To the OP, if you had a unique experience while going through undergrad, mention it. If it is substantial, it will shine through and not sound petty. If it does sound petty it will also shine through, hopefully before you send in the application.

@ JRock, i dig the blog.

Agreed, little extra assumption and misstatement on my part. 50% of ug's probably work because they want money, not many for a living. If you are supporting a family that is definitely a hardship.

I guess I look at myself...someone who worked about 25-35 hours a week every year from sophomore year to my second senior year. Usually about 3 jobs at a time. This definitely changed a lot of my grades in the process, but I still would not consider myself "educationally disadvantaged." Even though I needed the money to buy food, apartment, what not. It was a choice of how I wanted to pay for school instead of loans etc.
 
I'd say its more secondary education than college. They want to know if you were disadvantaged to the point that you struggled through college because your secondary education didn't properly prepare you for it (either because you were working full-time to support your family or you lived in a ghetto where only 10% of students graduate, etc. etc. etc.)

It could also mean if you were the sole supporter of your family in college and were working 40+ hours a week to make ends meet. But working part-time for spending money or even working part-time to pay your own way through college isn't educationally disadvantaged.
 
If any of your classes resembled these...
teach_both_theories.png


Or this was a page out of your biology textbook....

front.jpg



Then you qualify as educationally disadvantaged. :D
 
I'd say its more secondary education than college. They want to know if you were disadvantaged to the point that you struggled through college because your secondary education didn't properly prepare you for it (either because you were working full-time to support your family or you lived in a ghetto where only 10% of students graduate, etc. etc. etc.)
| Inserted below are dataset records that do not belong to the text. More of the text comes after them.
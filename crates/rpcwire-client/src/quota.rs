//! Client-side usage quotas.
//!
//! The service enforces per-account limits on some expensive operations
//! (generated audio, reports) and fails them late and opaquely. The tracker
//! mirrors those limits locally so a call that would exceed one fails before
//! any network traffic. Counters are in memory and start from zero on every
//! process start.

use std::collections::{HashMap, VecDeque};
use std::sync::{Mutex, MutexGuard, PoisonError};
use std::time::Duration;

use chrono::{DateTime, Datelike, Months, NaiveTime, Utc};
use serde::{Deserialize, Serialize};
use tracing::debug;

use crate::error::{RpcError, RpcResult};

/// When a quota counter resets.
#[derive(Debug, Clone, Copy, Default, PartialEq, Eq, Serialize, Deserialize)]
#[serde(rename_all = "snake_case")]
pub enum QuotaWindow {
    /// Resets at midnight UTC.
    Daily,
    /// Resets on the first day of each month, UTC.
    Monthly,
    /// Counts uses within the trailing duration.
    Rolling(#[serde(with = "duration_secs")] Duration),
    /// Never resets.
    #[default]
    Unbounded,
}

/// A limit on one kind of call.
#[derive(Debug, Clone, PartialEq, Eq, Serialize, Deserialize)]
pub struct QuotaRule {
    pub kind: String,
    pub limit: u64,
    #[serde(default)]
    pub window: QuotaWindow,
}

impl QuotaRule {
    pub fn new(kind: impl Into<String>, limit: u64, window: QuotaWindow) -> Self {
        Self {
            kind: kind.into(),
            limit,
            window,
        }
    }
}

/// Snapshot of one counter.
#[derive(Debug, Clone, PartialEq, Eq)]
pub struct QuotaUsage {
    pub kind: String,
    pub used: u64,
    pub limit: u64,
    pub resets_at: Option<DateTime<Utc>>,
}

impl QuotaUsage {
    pub fn remaining(&self) -> u64 {
        self.limit.saturating_sub(self.used)
    }
}

#[derive(Debug)]
struct Counter {
    limit: u64,
    window: QuotaWindow,
    count: u64,
    period_start: Option<DateTime<Utc>>,
    events: VecDeque<DateTime<Utc>>,
}

impl Counter {
    fn new(rule: &QuotaRule) -> Self {
        Self {
            limit: rule.limit,
            window: rule.window,
            count: 0,
            period_start: None,
            events: VecDeque::new(),
        }
    }

    /// Drops usage that fell out of the window as of `now`.
    fn roll(&mut self, now: DateTime<Utc>) {
        match self.window {
            QuotaWindow::Daily => {
                if self.period_start.is_some_and(|start| start.date_naive() != now.date_naive()) {
                    self.count = 0;
                    self.period_start = None;
                }
            }
            QuotaWindow::Monthly => {
                if self
                    .period_start
                    .is_some_and(|start| (start.year(), start.month()) != (now.year(), now.month()))
                {
                    self.count = 0;
                    self.period_start = None;
                }
            }
            QuotaWindow::Rolling(span) => {
                let span = chrono::Duration::from_std(span).unwrap_or(chrono::Duration::MAX);
                while self.events.front().is_some_and(|at| now - *at >= span) {
                    self.events.pop_front();
                }
            }
            QuotaWindow::Unbounded => {}
        }
    }

    fn used(&self) -> u64 {
        match self.window {
            QuotaWindow::Rolling(_) => self.events.len() as u64,
            _ => self.count,
        }
    }

    fn record(&mut self, now: DateTime<Utc>) {
        match self.window {
            QuotaWindow::Rolling(_) => self.events.push_back(now),
            _ => {
                self.count += 1;
                self.period_start.get_or_insert(now);
            }
        }
    }

    fn resets_at(&self, now: DateTime<Utc>) -> Option<DateTime<Utc>> {
        match self.window {
            QuotaWindow::Daily => now
                .date_naive()
                .succ_opt()
                .map(|day| day.and_time(NaiveTime::MIN).and_utc()),
            QuotaWindow::Monthly => now
                .date_naive()
                .with_day(1)
                .and_then(|first| first.checked_add_months(Months::new(1)))
                .map(|day| day.and_time(NaiveTime::MIN).and_utc()),
            QuotaWindow::Rolling(span) => {
                let oldest = self.events.front()?;
                Some(*oldest + chrono::Duration::from_std(span).ok()?)
            }
            QuotaWindow::Unbounded => None,
        }
    }

    fn reset(&mut self) {
        self.count = 0;
        self.period_start = None;
        self.events.clear();
    }
}

/// Per-kind usage counters.
///
/// Kinds without a rule are unlimited and not counted.
#[derive(Debug, Default)]
pub struct QuotaTracker {
    counters: Mutex<HashMap<String, Counter>>,
}

impl QuotaTracker {
    /// Creates a tracker enforcing `rules`. A later rule for the same kind
    /// replaces an earlier one.
    pub fn new(rules: &[QuotaRule]) -> Self {
        let counters = rules
            .iter()
            .map(|rule| (rule.kind.clone(), Counter::new(rule)))
            .collect();
        Self {
            counters: Mutex::new(counters),
        }
    }

    /// Fails if `kind` has no remaining quota.
    pub fn check(&self, kind: &str) -> RpcResult<()> {
        self.check_at(kind, Utc::now())
    }

    /// Counts one use of `kind`.
    pub fn record(&self, kind: &str) {
        self.record_at(kind, Utc::now());
    }

    /// Checks and counts in one step, so concurrent callers cannot both take
    /// the last unit.
    pub fn acquire(&self, kind: &str) -> RpcResult<()> {
        let now = Utc::now();
        let mut counters = self.lock();
        let Some(counter) = counters.get_mut(kind) else {
            return Ok(());
        };
        Self::ensure_available(kind, counter, now)?;
        counter.record(now);
        Ok(())
    }

    /// Current usage of `kind`, if it has a rule.
    pub fn usage(&self, kind: &str) -> Option<QuotaUsage> {
        self.usage_at(kind, Utc::now())
    }

    /// Clears the counter of `kind`.
    pub fn reset(&self, kind: &str) {
        if let Some(counter) = self.lock().get_mut(kind) {
            counter.reset();
        }
    }

    fn check_at(&self, kind: &str, now: DateTime<Utc>) -> RpcResult<()> {
        let mut counters = self.lock();
        match counters.get_mut(kind) {
            Some(counter) => Self::ensure_available(kind, counter, now),
            None => Ok(()),
        }
    }

    fn record_at(&self, kind: &str, now: DateTime<Utc>) {
        let mut counters = self.lock();
        match counters.get_mut(kind) {
            Some(counter) => {
                counter.roll(now);
                counter.record(now);
                debug!(kind, used = counter.used(), limit = counter.limit, "quota usage recorded");
            }
            None => debug!(kind, "no quota rule, not counting"),
        }
    }

    fn usage_at(&self, kind: &str, now: DateTime<Utc>) -> Option<QuotaUsage> {
        let mut counters = self.lock();
        let counter = counters.get_mut(kind)?;
        counter.roll(now);
        Some(QuotaUsage {
            kind: kind.to_string(),
            used: counter.used(),
            limit: counter.limit,
            resets_at: counter.resets_at(now),
        })
    }

    fn ensure_available(kind: &str, counter: &mut Counter, now: DateTime<Utc>) -> RpcResult<()> {
        counter.roll(now);
        if counter.used() >= counter.limit {
            return Err(RpcError::QuotaExceeded {
                kind: kind.to_string(),
                limit: counter.limit,
                resets_at: counter.resets_at(now),
            });
        }
        Ok(())
    }

    fn lock(&self) -> MutexGuard<'_, HashMap<String, Counter>> {
        self.counters.lock().unwrap_or_else(PoisonError::into_inner)
    }
}

mod duration_secs {
    use std::time::Duration;

    use serde::{Deserialize, Deserializer, Serializer};

    pub fn serialize<S: Serializer>(value: &Duration, serializer: S) -> Result<S::Ok, S::Error> {
        serializer.serialize_u64(value.as_secs())
    }

    pub fn deserialize<'de, D: Deserializer<'de>>(deserializer: D) -> Result<Duration, D::Error> {
        u64::deserialize(deserializer).map(Duration::from_secs)
    }
}
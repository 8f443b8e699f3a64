//! Secret reference resolver.
//!
//! The cookie header is a long-lived secret and should not sit in
//! `config.toml` in plain text. The configured value may instead reference
//! where to find it:
//!
//! - `env::VAR_NAME` - reads `$VAR_NAME`
//! - `file::path/to/cookies.txt` - reads the file, surrounding whitespace trimmed
//! - `pass::path/in/store` - first line of `pass show path/in/store`
//! - anything else - used as-is

use std::path::Path;

use crate::error::{RpcError, RpcResult};

/// Resolves a value that may be a secret reference.
pub fn resolve(value: &str) -> RpcResult<String> {
    let resolved = if let Some(var) = value.strip_prefix("env::") {
        resolve_env(var)
    } else if let Some(path) = value.strip_prefix("file::") {
        resolve_file(Path::new(path))
    } else if let Some(path) = value.strip_prefix("pass::") {
        resolve_pass(path)
    } else {
        Ok(value.to_string())
    };
    resolved.map_err(RpcError::Config)
}

fn resolve_env(var: &str) -> Result<String, String> {
    std::env::var(var).map_err(|_| format!("environment variable `{}` is not set", var))
}

fn resolve_file(path: &Path) -> Result<String, String> {
    let content = std::fs::read_to_string(path)
        .map_err(|e| format!("failed to read {}: {}", path.display(), e))?;
    let content = content.trim();
    if content.is_empty() {
        return Err(format!("{} is empty", path.display()));
    }
    Ok(content.to_string())
}

fn resolve_pass(path: &str) -> Result<String, String> {
    let output = std::process::Command::new("pass")
        .arg("show")
        .arg(path)
        .output()
        .map_err(|e| format!("failed to run `pass show {}`: {}", path, e))?;

    if !output.status.success() {
        let stderr = String::from_utf8_lossy(&output.stderr);
        return Err(format!(
            "`pass show {}` failed (exit {}): {}",
            path,
            output.status,
            stderr.trim()
        ));
    }

    String::from_utf8_lossy(&output.stdout)
        .lines()
        .next()
        .map(str::to_string)
        .ok_or_else(|| format!("`pass show {}` produced no output", path))
}

#[cfg(test)]
mod tests {
    use super::*;

    #[test]
    fn plain_value_passthrough() {
        assert_eq!(resolve("SID=abc; HSID=def").unwrap(), "SID=abc; HSID=def");
        assert_eq!(resolve("").unwrap(), "");
    }

    #[test]
    fn env_reference() {
        unsafe {
            std::env::set_var("_RPCWIRE_TEST_COOKIES", "SID=from-env");
        }
        assert_eq!(resolve("env::_RPCWIRE_TEST_COOKIES").unwrap(), "SID=from-env");
        unsafe {
            std::env::remove_var("_RPCWIRE_TEST_COOKIES");
        }
    }

    #[test]
    fn missing_env_reference() {
        let err = resolve("env::_RPCWIRE_NONEXISTENT_VAR_12345").unwrap_err();
        assert!(matches!(err, RpcError::Config(ref m) if m.contains("not set")));
    }

    #[test]
    fn file_reference() {
        let dir = tempfile::tempdir().unwrap();
        let path = dir.path().join("cookies.txt");
        std::fs::write(&path, "  SID=from-file\n").unwrap();

        let value = resolve(&format!("file::{}", path.display())).unwrap();
        assert_eq!(value, "SID=from-file");

        std::fs::write(&path, "\n").unwrap();
        assert!(resolve(&format!("file::{}", path.display())).is_err());
    }

    #[test]
    fn pass_reference_failure() {
        let result = resolve("pass::nonexistent/entry/that/should/not/exist/12345");
        assert!(matches!(result, Err(RpcError::Config(_))));
    }
}
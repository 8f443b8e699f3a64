//! HTTP exchange for one envelope.
//!
//! The transport retries transient failures (connection errors, HTTP 429,
//! HTTP 5xx) with exponential backoff, honouring `Retry-After` on rate
//! limits. Once any response body has been read it stops retrying: the
//! service may already have acted on the calls.
//!
//! When the service rejects the session, the transport asks the
//! [`CredentialManager`] for a fresh credential and resends exactly once.

use std::sync::Arc;
use std::time::Duration;

use reqwest::StatusCode;
use reqwest::header::{HeaderMap, RETRY_AFTER};
use rpcwire_core::{CallResult, Credential};
use rpcwire_protocol::{
    DecodedResponse, Envelope, ResponseDecoder, SessionParams, Sha256SignatureV1, SignatureScheme,
};
use tracing::{debug, warn};
use url::Url;

use crate::auth::CredentialManager;
use crate::config::{ClientConfig, RetryConfig, describe_backoff};
use crate::error::{RpcError, RpcResult, TransportError};

/// Sends envelopes to the batch endpoint.
#[derive(Debug, Clone)]
pub struct RetryingTransport {
    http_client: reqwest::Client,
    endpoint: Url,
    params: SessionParams,
    retry: RetryConfig,
    signer: Arc<dyn SignatureScheme>,
}

impl RetryingTransport {
    /// Creates a transport for the endpoint described by `config`.
    pub fn new(config: &ClientConfig) -> RpcResult<Self> {
        let http_client = reqwest::Client::builder()
            .timeout(config.timeout_duration())
            .build()
            .map_err(|e| RpcError::Config(format!("failed to create HTTP client: {}", e)))?;
        let endpoint = config.batch_url()?;

        debug!(
            endpoint = %endpoint,
            max_attempts = config.retry.max_attempts,
            backoff = %describe_backoff(&config.retry),
            "transport configured"
        );

        Ok(Self {
            http_client,
            endpoint,
            params: config.session_params(),
            retry: config.retry.clone(),
            signer: Arc::new(Sha256SignatureV1),
        })
    }

    /// Builder: replace the request signature scheme.
    pub fn with_signer(mut self, signer: Arc<dyn SignatureScheme>) -> Self {
        self.signer = signer;
        self
    }

    pub fn endpoint(&self) -> &Url {
        &self.endpoint
    }

    /// Sends `envelope` and returns one result per call, in call order.
    pub async fn execute(
        &self,
        envelope: &Envelope,
        credentials: &CredentialManager,
    ) -> RpcResult<Vec<CallResult>> {
        let credential = credentials.credential().await?;

        let (used, outcome) = self.send_with_retry(envelope, credentials, credential).await;
        match outcome {
            Ok(decoded) if !decoded.auth_expired() => return Ok(decoded.into_results()),
            Ok(_) => debug!(rpcids = %envelope.rpc_ids(), "response signalled expired session"),
            Err(e) if is_unauthorized(&e) => debug!(rpcids = %envelope.rpc_ids(), "request unauthorized"),
            Err(e) => return Err(e),
        }

        let fresh = credentials.refresh(&used).await?;
        let (_, outcome) = self.send_with_retry(envelope, credentials, fresh).await;
        match outcome {
            Ok(decoded) if !decoded.auth_expired() => Ok(decoded.into_results()),
            Ok(_) => Err(RpcError::AuthExpired(
                "session still rejected after refreshing credentials".into(),
            )),
            Err(e) if is_unauthorized(&e) => Err(RpcError::AuthExpired(
                "request still unauthorized after refreshing credentials".into(),
            )),
            Err(e) => Err(e),
        }
    }

    /// Sends with retries. Returns the outcome together with the credential
    /// the last attempt was sent with.
    ///
    /// Each retry picks up a credential committed by a refresh during the
    /// backoff.
    async fn send_with_retry(
        &self,
        envelope: &Envelope,
        credentials: &CredentialManager,
        mut credential: Arc<Credential>,
    ) -> (Arc<Credential>, RpcResult<DecodedResponse>) {
        let mut attempt = 1;
        loop {
            if attempt > 1 {
                if let Some(latest) = credentials.current().filter(|c| !Arc::ptr_eq(c, &credential)) {
                    debug!(attempt, "retrying with refreshed credential");
                    credential = latest;
                }
            }
            match self.send_once(envelope, &credential).await {
                Err(RpcError::Transport(e)) if e.is_retryable() && attempt < self.retry.max_attempts => {
                    let delay = self.retry.delay_for(attempt, e.retry_after());
                    warn!(
                        attempt,
                        max_attempts = self.retry.max_attempts,
                        delay_ms = delay.as_millis() as u64,
                        error = %e,
                        "retrying envelope"
                    );
                    tokio::time::sleep(delay).await;
                    attempt += 1;
                }
                result => return (credential, result),
            }
        }
    }

    async fn send_once(
        &self,
        envelope: &Envelope,
        credential: &Credential,
    ) -> RpcResult<DecodedResponse> {
        let request = envelope.encode(credential, &self.params, self.signer.as_ref())?;
        debug!(
            rpcids = %envelope.rpc_ids(),
            calls = envelope.len(),
            reqid = request.request_id,
            "sending envelope"
        );

        let mut builder = self
            .http_client
            .post(self.endpoint.clone())
            .query(&request.query);
        for (name, value) in &request.headers {
            builder = builder.header(*name, value.as_str());
        }

        let mut response = builder.body(request.body).send().await.map_err(|e| {
            if e.is_builder() {
                RpcError::Config(format!("invalid request: {}", e))
            } else {
                TransportError::Network(e).into()
            }
        })?;

        let status = response.status();
        if !status.is_success() {
            return Err(TransportError::Status {
                status: status.as_u16(),
                retry_after: retry_after(status, response.headers()),
            }
            .into());
        }

        let mut decoder = ResponseDecoder::new();
        loop {
            match response.chunk().await {
                Ok(Some(bytes)) => decoder.feed(&bytes)?,
                Ok(None) => break,
                Err(e) if decoder.bytes_fed() == 0 => return Err(TransportError::Network(e).into()),
                Err(source) => {
                    return Err(TransportError::PartialBody {
                        consumed: decoder.bytes_fed(),
                        source,
                    }
                    .into());
                }
            }
        }

        debug!(bytes = decoder.bytes_fed(), "response received");
        Ok(decoder.finish(envelope.calls())?)
    }
}

fn is_unauthorized(error: &RpcError) -> bool {
    matches!(
        error,
        RpcError::Transport(TransportError::Status { status: 401, .. })
    )
}

/// Parses `Retry-After` as whole seconds on rate-limit and server errors.
fn retry_after(status: StatusCode, headers: &HeaderMap) -> Option<Duration> {
    if status != StatusCode::TOO_MANY_REQUESTS && !status.is_server_error() {
        return None;
    }
    headers
        .get(RETRY_AFTER)
        .and_then(|v| v.to_str().ok())
        .and_then(|s| s.trim().parse::<u64>().ok())
        .map(Duration::from_secs)
}

#[cfg(test)]
mod tests {
    use super::*;
    use reqwest::header::HeaderValue;

    fn headers(retry_after: &'static str) -> HeaderMap {
        let mut headers = HeaderMap::new();
        headers.insert(RETRY_AFTER, HeaderValue::from_static(retry_after));
        headers
    }

    #[test]
    fn retry_after_seconds() {
        assert_eq!(
            retry_after(StatusCode::TOO_MANY_REQUESTS, &headers("7")),
            Some(Duration::from_secs(7))
        );
        assert_eq!(
            retry_after(StatusCode::SERVICE_UNAVAILABLE, &headers(" 2 ")),
            Some(Duration::from_secs(2))
        );
    }

    #[test]
    fn retry_after_ignored() {
        // HTTP dates are not supported.
        assert_eq!(
            retry_after(
                StatusCode::TOO_MANY_REQUESTS,
                &headers("Wed, 21 Oct 2015 07:28:00 GMT")
            ),
            None
        );
        assert_eq!(retry_after(StatusCode::BAD_REQUEST, &headers("5")), None);
        assert_eq!(retry_after(StatusCode::TOO_MANY_REQUESTS, &HeaderMap::new()), None);
    }

    #[test]
    fn endpoint_from_config() {
        let config = ClientConfig::new("https://example.com").with_app("SomeApp");
        let transport = RetryingTransport::new(&config).unwrap();
        assert_eq!(
            transport.endpoint().as_str(),
            "https://example.com/_/SomeApp/data/batchexecute"
        );
    }

    #[test]
    fn unauthorized_detection() {
        let unauthorized: RpcError = TransportError::Status {
            status: 401,
            retry_after: None,
        }
        .into();
        assert!(is_unauthorized(&unauthorized));

        let forbidden: RpcError = TransportError::Status {
            status: 403,
            retry_after: None,
        }
        .into();
        assert!(!is_unauthorized(&forbidden));
        assert!(!is_unauthorized(&RpcError::AuthExpired("x".into())));
    }
}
I agree with this. My secondary education didn't prepare me at all for college.
 
I should have mentioned this in my original post, but the secondary asks BOTH:

1)"Do you consider yourself to be Economically disavantaged? If yes, please explain"
2)"Do you consider yourself to be Educationally disadvantaged? If yes, please explain"

So this is why it really confused me bc a lot of the reasons you would think for putting under being educationally disadvantaged also fall under being economically disavantaged. You don't want to sound repetative, but you want to make sure you answer both fully. What to do u guys think?
 
I should have mentioned this in my original post, but the secondary asks BOTH:

1)"Do you consider yourself to be Economically disavantaged? If yes, please explain"
2)"Do you consider yourself to be Educationally disadvantaged? If yes, please explain"

So this is why it really confused me bc a lot of the reasons you would think for putting under being educationally disadvantaged also fall under being economically disavantaged. You don't want to sound repetative, but you want to make sure you answer both fully. What to do u guys think?

They are different though. You could be educationally disadvantaged because you grew up in Bum****, Nebraska. Where you had everything you ever needed but schools were less than stellar. Or even grown up in East LA - in a nice house but a terrible school district. (Educationally disadvantaged)

Or you could be someone who was lucky enough to have parents who already owned a house in one of the best school districts of the country but then was always on food stamps and school assistance programs even if you went to stellar high schools. (Economically disadvantaged)

There is definitely a lot of overlap but there doesn't have to be.